PhD opportunity to assess ways on how to detect diabetic retinopathy (DR) earlier helping to limit damage to the retina and vision function.
PhD scholarship opportunity for a for a project entitled: “Identifying new diabetic retinopathy biomarkers based on Optical Coherence Tomography Angiography (OCT-A), advanced image processing, and computational modelling”.
Diabetic retinopathy (DR) is the leading cause of visual loss in developed countries worldwide. Previous studies have reported haemodynamic changes in the diabetic eye that precede clinically evident pathological alterations of the retinal microvasculature. Therefore, new methods that allow greater understanding of these early haemodynamic changes may empower earlier detection of DR helping to limit damage to the retina and vision function. Optical Coherence Tomography Angiography (OCT-A) is a non-invasive, dyeless technique for evaluating physiologic components of the retina. OCT-A can resolve the microvasculature of the eye to a level of detail never seen before. It is only very recently that the first OCT-A commercial products have started to be utilised in clinical centres.
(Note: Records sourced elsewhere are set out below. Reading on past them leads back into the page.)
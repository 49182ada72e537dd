use core::fmt::{self, Display};

#[derive(Debug, PartialEq, Eq)]
pub enum Error {
    UnsupportedInteraction,
    UnknownCommandName,
    InvalidParams,
    UnknownUser,
    /// Discord sent a payload that does not fit the components we rendered.
    Schema,
    /// Poll storage is temporarily unreachable.
    Storage,
    Fatal,
}

impl From<db::error::Error> for Error {
    fn from(err: db::error::Error) -> Self {
        match err {
            db::error::Error::Unavailable => {
                log::warn!("poll storage is unavailable");
                Self::Storage
            }
            db::error::Error::Corrupted => Self::Fatal,
        }
    }
}

impl From<model::error::Error> for Error {
    fn from(err: model::error::Error) -> Self {
        match err {
            model::error::Error::BadInput => Self::InvalidParams,
            model::error::Error::Corrupted => {
                log::error!("refusing to vote on an inconsistent poll");
                Self::Fatal
            }
        }
    }
}

impl Display for Error {
    fn fmt(&self, f: &mut fmt::Formatter<'_>) -> fmt::Result {
        f.write_str(match self {
            Self::UnsupportedInteraction => "Unsupported interaction.",
            Self::UnknownCommandName => "Unknown command name.",
            Self::InvalidParams => "Invalid parameter list.",
            Self::UnknownUser => "Unknown user.",
            Self::Schema => "Discord provided an unexpected interaction schema.",
            Self::Storage => "Something went wrong. Please try again later.",
            Self::Fatal => "Oops! We have encountered an unrecoverable error on our end.",
        })
    }
}

pub type Result<T> = core::result::Result<T, Error>;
One of the first OCT-A devices installed in the UK is hosted in Edinburgh at the Clinical Research Imaging Centre (CRIC, is part of Edinburgh Imaging and is a partnership between the University of Edinburgh and NHS Lothian). CRIC’s Image Analysis Laboratory Manager, Dr MacGillivray, is one of the co- supervisors of this project and works closely with a team at Queen’s University in Belfast, who also has an OCT-A machine and are engaged in collaborative research with Edinburgh. Furthermore, co-supervisors Prof. Dhillon and Dr MacGillivray have over 12 years’ experience developing a successful research programme around retinal imaging and analysis and are behind the software package VAMPIRE used in research centres worldwide. In recent work, co-supervisor Dr Bernabeu and colleagues showed that it is possible to build computational blood flow models from high-resolution images of the parafoveal region of the retina (of paramount importance for sharp central vision and visual detail). These computational models can provide a detailed haemodynamic characterisation of the region beyond the capabilities of current imaging technologies.
All applications should be made via the University of Edinburgh, irrespective of project location:
Please note you are encouraged to contact the primary supervisor prior to making your application. Additional information on the application process if available from the link above.
The supervisory team brings together a unique set of skills in order to lead a programme of research of high calibre: Prof. Andrew Morris (Health Informatics), Dr Miguel O. Bernabeu (computational modelling in Biology and Medicine), Dr Tom MacGillivray (multimodal image acquisition and retinal image processing), and Prof Baljean Dhillon (Clinical Ophthalmology and Brain Sciences).